-- Material shown follows --
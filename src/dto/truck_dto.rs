use serde::{Deserialize, Serialize};
use validator::Validate;

use crate::models::{Truck, TruckStatus};

// Request para crear/actualizar un truck.
// `status` None conserva el estado actual (o `available` al crear).
#[derive(Debug, Clone, Default, Serialize, Deserialize, Validate, PartialEq, Eq)]
pub struct TruckRequest {
    #[validate(length(min = 1, max = 32, message = "unit_number is required"))]
    pub unit_number: String,

    #[validate(range(min = 1900, max = 2100, message = "year must be between 1900 and 2100"))]
    pub year: i32,

    #[serde(default)]
    pub status: Option<TruckStatus>,
}

impl From<&Truck> for TruckRequest {
    fn from(truck: &Truck) -> Self {
        Self {
            unit_number: truck.unit_number.clone(),
            year: truck.year,
            status: Some(truck.status),
        }
    }
}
-- Material shown concluded --
• [What you need to do]
The lines to output run from the one containing "pub struct TruckRequest" through the last line of the records above; repeat them exactly and nothing more.

• [Exercise answer]
pub struct TruckRequest {
    #[validate(length(min = 1, max = 32, message = "unit_number is required"))]
    pub unit_number: String,

    #[validate(range(min = 1900, max = 2100, message = "year must be between 1900 and 2100"))]
    pub year: i32,

    #[serde(default)]
    pub status: Option<TruckStatus>,
}

impl From<&Truck> for TruckRequest {
    fn from(truck: &Truck) -> Self {
        Self {
            unit_number: truck.unit_number.clone(),
            year: truck.year,
            status: Some(truck.status),
        }
    }
}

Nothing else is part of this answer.